Israel’s malls and outdoor markets reopened on Thursday morning, much to the delight of retailers and shoppers alike.

Considered potential “hotspots” for the spread of COVID-19, such sites were among the last to be permitted by the government to resume operations.

In view of the steady decline in the country’s infection rate and the number of patients on ventilators, in addition to mounting pressure on the part of the public and even angry demonstrations by shop owners, the indoor establishments and open-air stands were finally given the green light to reopen for business.
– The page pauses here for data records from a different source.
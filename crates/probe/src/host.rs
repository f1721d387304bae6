use crate::utils::{percent, select_root_disk};
use serde::Serialize;
use std::path::PathBuf;
use std::time::{Duration, Instant};
use sysinfo::{
    Components, Disks, MINIMUM_CPU_UPDATE_INTERVAL, Networks, ProcessesToUpdate, System,
};
use tracing::debug;

#[derive(Debug, Clone, Serialize, PartialEq)]
pub struct CpuInfo {
    pub model: String,
    pub physical_cores: usize,
    pub logical_cores: usize,
    /// Current frequency of the first core in MHz, `None` when unknown.
    pub frequency_mhz: Option<u64>,
}

#[derive(Debug, Clone, Copy, Serialize, PartialEq, Default)]
pub struct MemoryUsage {
    pub used: u64,
    pub total: u64,
    pub swap_used: u64,
    pub swap_total: u64,
}

impl MemoryUsage {
    pub fn percent(&self) -> f64 {
        percent(self.used, self.total)
    }
}

#[derive(Debug, Clone, Serialize, PartialEq)]
pub struct DiskUsage {
    pub mount_point: PathBuf,
    pub total: u64,
    pub available: u64,
}

impl DiskUsage {
    pub fn used(&self) -> u64 {
        self.total.saturating_sub(self.available)
    }

    pub fn percent(&self) -> f64 {
        percent(self.used(), self.total)
    }
}

#[derive(Debug, Clone, Serialize, PartialEq)]
pub struct ProcessUsage {
    pub name: String,
    pub cpu_percent: f32,
    pub memory_percent: f64,
}

/// Long-lived handle on the host's counters.
///
/// CPU usage is computed by sysinfo from the difference between two
/// refreshes, so the probe has to be kept around between samples.
/// [`HostProbe::refresh`] waits until [`MINIMUM_CPU_UPDATE_INTERVAL`] has
/// passed since the previous CPU refresh.
pub struct HostProbe {
    system: System,
    cpu_refreshed_at: Instant,
    disks: Disks,
    networks: Networks,
    components: Components,
}

impl std::fmt::Debug for HostProbe {
    fn fmt(&self, f: &mut std::fmt::Formatter<'_>) -> std::fmt::Result {
        f.debug_struct("HostProbe")
            .field("disks", &self.disks.list().len())
            .field("networks", &self.networks.len())
            .field("components", &self.components.len())
            .finish()
    }
}

impl Default for HostProbe {
    fn default() -> Self {
        Self::new()
    }
}

impl HostProbe {
    pub fn new() -> Self {
        let mut system = System::new();
        system.refresh_cpu_all();
        system.refresh_memory();
        Self {
            system,
            cpu_refreshed_at: Instant::now(),
            disks: Disks::new_with_refreshed_list(),
            networks: Networks::new_with_refreshed_list(),
            components: Components::new_with_refreshed_list(),
        }
    }

    /// Refresh the counters used by a snapshot: cpu, memory, disks,
    /// networks and sensors.
    pub fn refresh(&mut self) {
        let elapsed = self.cpu_refreshed_at.elapsed();
        if let Some(wait) = MINIMUM_CPU_UPDATE_INTERVAL.checked_sub(elapsed) {
            std::thread::sleep(wait);
        }
        self.system.refresh_cpu_all();
        self.cpu_refreshed_at = Instant::now();
        self.system.refresh_memory();
        self.disks.refresh(true);
        self.networks.refresh(true);
        self.components.refresh(true);
        debug!(probe = ?self, "host counters refreshed");
    }

    /// Global CPU usage in percent since the previous refresh.
    pub fn cpu_usage(&self) -> f64 {
        f64::from(self.system.global_cpu_usage())
    }

    pub fn memory(&self) -> MemoryUsage {
        MemoryUsage {
            used: self.system.used_memory(),
            total: self.system.total_memory(),
            swap_used: self.system.used_swap(),
            swap_total: self.system.total_swap(),
        }
    }

    pub fn disks(&self) -> Vec<DiskUsage> {
        self.disks
            .list()
            .iter()
            .filter(|disk| disk.total_space() > 0)
            .map(|disk| DiskUsage {
                mount_point: disk.mount_point().to_owned(),
                total: disk.total_space(),
                available: disk.available_space(),
            })
            .collect()
    }

    /// Usage of the root filesystem, `None` when no disk is visible.
    pub fn root_disk(&self) -> Option<DiskUsage> {
        select_root_disk(&self.disks()).cloned()
    }

    /// Temperature of the first sensor that reports one.
    pub fn temperature(&self) -> Option<f64> {
        self.components
            .iter()
            .filter_map(|component| component.temperature())
            .find(|temp| temp.is_finite())
            .map(f64::from)
    }

    /// Cumulative bytes `(sent, received)` over every non-loopback
    /// interface.
    pub fn network_totals(&self) -> (u64, u64) {
        self.networks
            .iter()
            .filter(|(name, _)| name.as_str() != "lo")
            .fold((0, 0), |(sent, received), (_, data)| {
                (
                    sent.saturating_add(data.total_transmitted()),
                    received.saturating_add(data.total_received()),
                )
            })
    }

    pub fn cpu_info(&self) -> CpuInfo {
        let cpus = self.system.cpus();
        let logical_cores = cpus.len();
        let model = cpus
            .first()
            .map(|cpu| cpu.brand().trim().to_string())
            .filter(|brand| !brand.is_empty())
            .unwrap_or_else(|| format!("{} Processor", System::cpu_arch()));
        CpuInfo {
            model,
            physical_cores: System::physical_core_count().unwrap_or((logical_cores / 2).max(1)),
            logical_cores,
            frequency_mhz: cpus
                .first()
                .map(|cpu| cpu.frequency())
                .filter(|mhz| *mhz > 0),
        }
    }

    /// The `count` processes using the most CPU, busiest first.
    pub fn top_processes(&mut self, count: usize) -> Vec<ProcessUsage> {
        self.system.refresh_processes(ProcessesToUpdate::All, true);
        let total_memory = self.system.total_memory();
        let mut processes: Vec<ProcessUsage> = self
            .system
            .processes()
            .values()
            .map(|process| ProcessUsage {
                name: process.name().to_string_lossy().into_owned(),
                cpu_percent: process.cpu_usage(),
                memory_percent: percent(process.memory(), total_memory),
            })
            .collect();
        processes.sort_by(|a, b| b.cpu_percent.total_cmp(&a.cpu_percent));
        processes.truncate(count);
        processes
    }

    pub fn uptime(&self) -> Duration {
        Duration::from_secs(System::uptime())
    }
}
On a visit to the capital’s Machane Yehuda market in Jerusalem, monitored to prevent more than 650 people at a time from entering, the city’s mayor, Moshe Lion, said, “We must say two prayers: ‘Shehechianu’ [the Jewish blessing of gratitude to God recited on special occasions] and Baruch rofeh cholim [‘a blessing said upon recovering from an illness’]. After all, we have endured a relatively long period [of closures],” according to Ynet.

“On the other hand,” he continued, “we have gone through, and are still going through, a pandemic the likes of which our current generations have never experienced. [And] we had to prevent a continued rise in mortality.”

As of Thursday morning, some 5,370 Israelis were still diagnosed with COVID-19, and the country’s death toll from the disease had reached 239.